# EXERCISE INPUTS:
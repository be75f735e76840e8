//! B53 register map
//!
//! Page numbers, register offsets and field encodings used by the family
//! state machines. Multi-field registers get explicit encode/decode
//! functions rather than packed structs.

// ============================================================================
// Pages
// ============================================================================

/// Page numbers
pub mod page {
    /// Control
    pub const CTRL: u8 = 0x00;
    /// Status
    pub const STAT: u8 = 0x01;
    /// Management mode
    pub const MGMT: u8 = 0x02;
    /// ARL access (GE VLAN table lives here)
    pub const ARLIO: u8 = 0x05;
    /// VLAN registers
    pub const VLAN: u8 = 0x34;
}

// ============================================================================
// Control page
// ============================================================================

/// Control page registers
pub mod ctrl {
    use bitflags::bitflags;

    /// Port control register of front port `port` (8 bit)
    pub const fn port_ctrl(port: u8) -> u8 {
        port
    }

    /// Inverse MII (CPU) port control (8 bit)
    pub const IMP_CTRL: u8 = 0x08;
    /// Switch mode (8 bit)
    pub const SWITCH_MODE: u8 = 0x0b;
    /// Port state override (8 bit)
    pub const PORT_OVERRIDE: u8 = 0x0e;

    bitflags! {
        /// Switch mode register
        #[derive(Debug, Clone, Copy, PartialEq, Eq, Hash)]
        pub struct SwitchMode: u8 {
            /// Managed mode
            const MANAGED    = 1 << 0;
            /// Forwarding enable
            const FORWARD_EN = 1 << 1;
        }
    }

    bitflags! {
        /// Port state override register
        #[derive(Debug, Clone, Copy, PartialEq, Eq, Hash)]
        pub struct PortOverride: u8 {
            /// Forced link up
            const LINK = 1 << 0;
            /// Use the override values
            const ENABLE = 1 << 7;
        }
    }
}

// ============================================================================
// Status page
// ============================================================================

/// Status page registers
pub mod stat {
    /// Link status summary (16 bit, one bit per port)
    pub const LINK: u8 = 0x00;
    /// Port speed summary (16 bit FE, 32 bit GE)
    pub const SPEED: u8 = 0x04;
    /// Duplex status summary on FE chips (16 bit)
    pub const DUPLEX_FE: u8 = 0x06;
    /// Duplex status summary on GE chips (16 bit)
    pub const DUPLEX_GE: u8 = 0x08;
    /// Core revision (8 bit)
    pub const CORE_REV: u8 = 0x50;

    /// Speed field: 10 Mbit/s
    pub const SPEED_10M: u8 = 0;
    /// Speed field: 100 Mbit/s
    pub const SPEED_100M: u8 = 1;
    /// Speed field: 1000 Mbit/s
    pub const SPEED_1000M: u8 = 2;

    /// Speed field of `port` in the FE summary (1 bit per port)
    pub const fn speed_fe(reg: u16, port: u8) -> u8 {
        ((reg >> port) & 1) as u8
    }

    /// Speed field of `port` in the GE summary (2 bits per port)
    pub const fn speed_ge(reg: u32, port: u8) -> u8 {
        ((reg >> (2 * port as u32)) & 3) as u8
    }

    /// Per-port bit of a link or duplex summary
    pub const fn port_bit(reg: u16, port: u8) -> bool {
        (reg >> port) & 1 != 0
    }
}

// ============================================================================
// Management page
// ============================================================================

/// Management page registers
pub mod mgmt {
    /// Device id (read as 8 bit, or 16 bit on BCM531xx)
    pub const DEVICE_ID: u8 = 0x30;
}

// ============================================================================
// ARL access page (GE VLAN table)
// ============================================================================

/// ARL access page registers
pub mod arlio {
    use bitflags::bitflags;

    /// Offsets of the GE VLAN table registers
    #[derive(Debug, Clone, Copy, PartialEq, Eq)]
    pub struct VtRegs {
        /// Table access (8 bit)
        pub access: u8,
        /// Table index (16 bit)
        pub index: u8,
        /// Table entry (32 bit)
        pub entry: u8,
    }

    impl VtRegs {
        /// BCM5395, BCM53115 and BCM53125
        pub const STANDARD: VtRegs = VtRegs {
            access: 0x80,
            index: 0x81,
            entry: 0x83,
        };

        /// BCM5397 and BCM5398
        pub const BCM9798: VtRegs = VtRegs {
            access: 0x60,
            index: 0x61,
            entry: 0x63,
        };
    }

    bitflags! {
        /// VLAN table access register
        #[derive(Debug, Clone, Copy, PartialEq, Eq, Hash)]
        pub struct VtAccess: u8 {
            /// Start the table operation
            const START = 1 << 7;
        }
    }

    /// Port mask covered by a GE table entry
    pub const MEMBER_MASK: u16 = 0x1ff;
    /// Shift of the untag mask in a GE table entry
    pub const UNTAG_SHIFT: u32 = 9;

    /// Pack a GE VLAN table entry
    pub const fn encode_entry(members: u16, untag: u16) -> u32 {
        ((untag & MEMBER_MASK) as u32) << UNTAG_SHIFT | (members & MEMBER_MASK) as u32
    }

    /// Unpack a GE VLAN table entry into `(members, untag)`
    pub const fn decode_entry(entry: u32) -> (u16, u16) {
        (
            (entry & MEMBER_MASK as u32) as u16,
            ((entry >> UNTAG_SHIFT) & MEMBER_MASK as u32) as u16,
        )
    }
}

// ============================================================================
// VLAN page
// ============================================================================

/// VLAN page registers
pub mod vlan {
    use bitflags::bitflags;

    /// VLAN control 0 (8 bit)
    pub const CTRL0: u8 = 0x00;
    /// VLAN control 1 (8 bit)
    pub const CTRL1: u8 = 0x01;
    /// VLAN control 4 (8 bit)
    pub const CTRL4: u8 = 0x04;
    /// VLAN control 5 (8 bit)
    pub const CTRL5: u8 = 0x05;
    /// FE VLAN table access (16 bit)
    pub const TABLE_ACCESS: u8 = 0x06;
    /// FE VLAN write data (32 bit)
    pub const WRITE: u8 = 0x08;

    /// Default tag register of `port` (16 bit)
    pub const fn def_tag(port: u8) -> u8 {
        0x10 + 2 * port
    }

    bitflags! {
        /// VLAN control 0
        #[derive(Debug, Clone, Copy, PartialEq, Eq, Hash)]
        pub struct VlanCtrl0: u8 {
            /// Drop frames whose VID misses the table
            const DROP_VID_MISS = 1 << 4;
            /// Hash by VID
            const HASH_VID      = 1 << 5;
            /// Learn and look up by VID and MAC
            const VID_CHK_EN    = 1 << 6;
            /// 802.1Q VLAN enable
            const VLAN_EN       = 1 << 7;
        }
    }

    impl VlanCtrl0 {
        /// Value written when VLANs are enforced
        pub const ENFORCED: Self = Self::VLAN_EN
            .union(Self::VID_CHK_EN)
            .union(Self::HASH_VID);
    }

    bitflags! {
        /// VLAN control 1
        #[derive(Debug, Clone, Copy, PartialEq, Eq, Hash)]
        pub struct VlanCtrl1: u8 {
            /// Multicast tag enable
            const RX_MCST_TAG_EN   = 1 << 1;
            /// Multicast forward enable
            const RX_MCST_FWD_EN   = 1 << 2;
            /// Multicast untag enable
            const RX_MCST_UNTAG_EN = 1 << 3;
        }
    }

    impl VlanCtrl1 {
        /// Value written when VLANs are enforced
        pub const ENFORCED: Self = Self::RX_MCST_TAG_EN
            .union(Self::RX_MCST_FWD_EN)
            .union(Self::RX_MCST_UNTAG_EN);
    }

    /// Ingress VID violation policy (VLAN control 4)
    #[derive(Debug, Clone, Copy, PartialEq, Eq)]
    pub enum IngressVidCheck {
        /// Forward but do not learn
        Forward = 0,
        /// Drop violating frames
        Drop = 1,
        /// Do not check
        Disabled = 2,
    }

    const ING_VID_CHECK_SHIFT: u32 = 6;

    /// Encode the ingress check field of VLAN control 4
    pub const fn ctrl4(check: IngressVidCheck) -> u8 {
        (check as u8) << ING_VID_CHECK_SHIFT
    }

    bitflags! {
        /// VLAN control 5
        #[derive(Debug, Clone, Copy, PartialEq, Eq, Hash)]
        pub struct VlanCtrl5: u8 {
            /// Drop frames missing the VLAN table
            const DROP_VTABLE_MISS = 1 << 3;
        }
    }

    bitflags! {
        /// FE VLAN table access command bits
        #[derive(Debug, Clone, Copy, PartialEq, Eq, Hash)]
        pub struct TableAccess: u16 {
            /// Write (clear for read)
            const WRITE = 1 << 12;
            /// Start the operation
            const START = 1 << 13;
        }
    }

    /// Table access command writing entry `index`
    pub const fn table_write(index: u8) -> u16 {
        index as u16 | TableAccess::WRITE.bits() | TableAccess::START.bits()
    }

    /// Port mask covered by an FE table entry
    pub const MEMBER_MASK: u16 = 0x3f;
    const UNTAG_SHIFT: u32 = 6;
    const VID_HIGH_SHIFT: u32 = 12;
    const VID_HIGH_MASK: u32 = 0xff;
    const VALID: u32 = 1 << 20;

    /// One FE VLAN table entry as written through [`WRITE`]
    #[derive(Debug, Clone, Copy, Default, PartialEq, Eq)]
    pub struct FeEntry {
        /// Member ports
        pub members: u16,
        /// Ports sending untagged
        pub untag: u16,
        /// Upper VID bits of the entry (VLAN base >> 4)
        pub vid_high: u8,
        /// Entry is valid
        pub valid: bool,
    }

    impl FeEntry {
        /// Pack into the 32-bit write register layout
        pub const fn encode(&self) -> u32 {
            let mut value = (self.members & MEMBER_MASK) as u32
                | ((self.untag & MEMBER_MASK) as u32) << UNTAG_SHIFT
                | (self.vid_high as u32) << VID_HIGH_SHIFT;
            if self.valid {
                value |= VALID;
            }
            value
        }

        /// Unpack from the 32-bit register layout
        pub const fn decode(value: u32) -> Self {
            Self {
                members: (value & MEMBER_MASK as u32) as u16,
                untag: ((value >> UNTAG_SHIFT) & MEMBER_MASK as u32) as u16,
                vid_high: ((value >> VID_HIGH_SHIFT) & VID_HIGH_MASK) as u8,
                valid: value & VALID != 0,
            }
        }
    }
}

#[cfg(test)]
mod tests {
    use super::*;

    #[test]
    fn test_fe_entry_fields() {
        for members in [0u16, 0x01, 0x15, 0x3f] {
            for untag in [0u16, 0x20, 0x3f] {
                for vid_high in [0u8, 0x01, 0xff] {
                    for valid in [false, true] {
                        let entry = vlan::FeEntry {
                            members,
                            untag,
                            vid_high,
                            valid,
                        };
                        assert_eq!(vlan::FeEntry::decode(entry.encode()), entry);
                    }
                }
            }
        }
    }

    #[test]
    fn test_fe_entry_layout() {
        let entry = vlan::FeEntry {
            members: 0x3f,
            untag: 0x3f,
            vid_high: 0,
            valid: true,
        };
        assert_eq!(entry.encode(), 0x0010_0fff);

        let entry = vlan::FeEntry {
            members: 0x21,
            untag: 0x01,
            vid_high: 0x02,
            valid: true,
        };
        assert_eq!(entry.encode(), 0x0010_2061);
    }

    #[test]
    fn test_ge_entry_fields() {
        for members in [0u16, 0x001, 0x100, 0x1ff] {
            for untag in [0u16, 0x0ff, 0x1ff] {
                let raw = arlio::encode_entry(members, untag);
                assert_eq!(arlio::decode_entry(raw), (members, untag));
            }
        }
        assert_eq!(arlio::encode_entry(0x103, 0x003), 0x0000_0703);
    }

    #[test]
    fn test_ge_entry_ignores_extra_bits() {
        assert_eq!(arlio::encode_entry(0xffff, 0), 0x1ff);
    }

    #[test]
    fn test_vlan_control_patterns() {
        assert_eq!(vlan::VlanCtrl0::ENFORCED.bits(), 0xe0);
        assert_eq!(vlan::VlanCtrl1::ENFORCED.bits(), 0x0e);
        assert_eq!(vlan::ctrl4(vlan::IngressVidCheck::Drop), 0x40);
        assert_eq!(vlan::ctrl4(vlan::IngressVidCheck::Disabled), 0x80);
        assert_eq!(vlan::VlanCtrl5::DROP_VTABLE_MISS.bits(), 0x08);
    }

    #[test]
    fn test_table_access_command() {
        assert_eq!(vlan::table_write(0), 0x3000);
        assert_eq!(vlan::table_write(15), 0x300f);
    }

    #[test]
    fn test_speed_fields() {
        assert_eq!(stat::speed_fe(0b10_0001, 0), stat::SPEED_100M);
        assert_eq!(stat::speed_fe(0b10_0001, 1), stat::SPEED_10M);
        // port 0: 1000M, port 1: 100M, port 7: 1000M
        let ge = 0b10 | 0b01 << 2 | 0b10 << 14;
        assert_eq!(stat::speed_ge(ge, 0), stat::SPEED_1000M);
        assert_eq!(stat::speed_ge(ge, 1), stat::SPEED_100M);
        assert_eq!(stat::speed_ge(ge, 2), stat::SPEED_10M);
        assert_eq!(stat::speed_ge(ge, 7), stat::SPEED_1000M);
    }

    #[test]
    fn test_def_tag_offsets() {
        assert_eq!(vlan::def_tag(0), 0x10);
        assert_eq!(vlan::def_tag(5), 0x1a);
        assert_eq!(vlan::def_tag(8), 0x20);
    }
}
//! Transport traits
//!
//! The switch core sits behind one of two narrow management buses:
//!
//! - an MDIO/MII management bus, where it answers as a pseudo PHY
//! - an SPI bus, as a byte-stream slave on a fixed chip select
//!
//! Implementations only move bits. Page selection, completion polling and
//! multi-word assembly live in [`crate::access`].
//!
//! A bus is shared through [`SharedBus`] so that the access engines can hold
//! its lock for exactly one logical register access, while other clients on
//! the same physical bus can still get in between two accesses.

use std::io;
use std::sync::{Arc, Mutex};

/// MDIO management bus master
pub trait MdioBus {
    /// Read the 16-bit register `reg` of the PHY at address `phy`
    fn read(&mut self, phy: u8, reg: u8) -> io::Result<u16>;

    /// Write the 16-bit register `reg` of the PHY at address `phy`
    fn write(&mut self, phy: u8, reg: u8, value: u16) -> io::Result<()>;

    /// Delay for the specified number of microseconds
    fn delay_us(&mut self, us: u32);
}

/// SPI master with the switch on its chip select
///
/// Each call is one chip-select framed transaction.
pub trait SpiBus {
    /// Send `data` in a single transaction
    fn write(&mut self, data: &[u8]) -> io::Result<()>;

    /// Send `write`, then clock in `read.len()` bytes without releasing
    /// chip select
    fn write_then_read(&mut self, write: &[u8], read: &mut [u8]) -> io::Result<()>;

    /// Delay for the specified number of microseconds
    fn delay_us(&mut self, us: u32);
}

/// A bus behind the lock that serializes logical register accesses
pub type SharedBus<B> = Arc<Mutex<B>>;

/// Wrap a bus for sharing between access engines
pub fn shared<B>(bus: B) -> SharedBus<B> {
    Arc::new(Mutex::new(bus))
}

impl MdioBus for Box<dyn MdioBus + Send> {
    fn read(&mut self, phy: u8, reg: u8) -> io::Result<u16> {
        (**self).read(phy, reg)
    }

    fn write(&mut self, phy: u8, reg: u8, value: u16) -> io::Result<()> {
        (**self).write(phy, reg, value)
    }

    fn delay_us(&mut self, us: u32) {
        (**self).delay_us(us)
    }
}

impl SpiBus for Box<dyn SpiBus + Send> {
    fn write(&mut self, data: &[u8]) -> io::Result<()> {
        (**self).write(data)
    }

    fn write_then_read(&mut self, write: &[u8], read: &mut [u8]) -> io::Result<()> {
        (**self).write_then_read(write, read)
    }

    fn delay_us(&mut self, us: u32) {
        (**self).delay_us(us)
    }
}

# WHAT THIS TASK INVOLVES:
I need each line from the listing where the word "that" occurs.

# OUTPUT BELOW:
//! A bus is shared through [`SharedBus`] so that the access engines can hold
/// A bus behind the lock that serializes logical register accesses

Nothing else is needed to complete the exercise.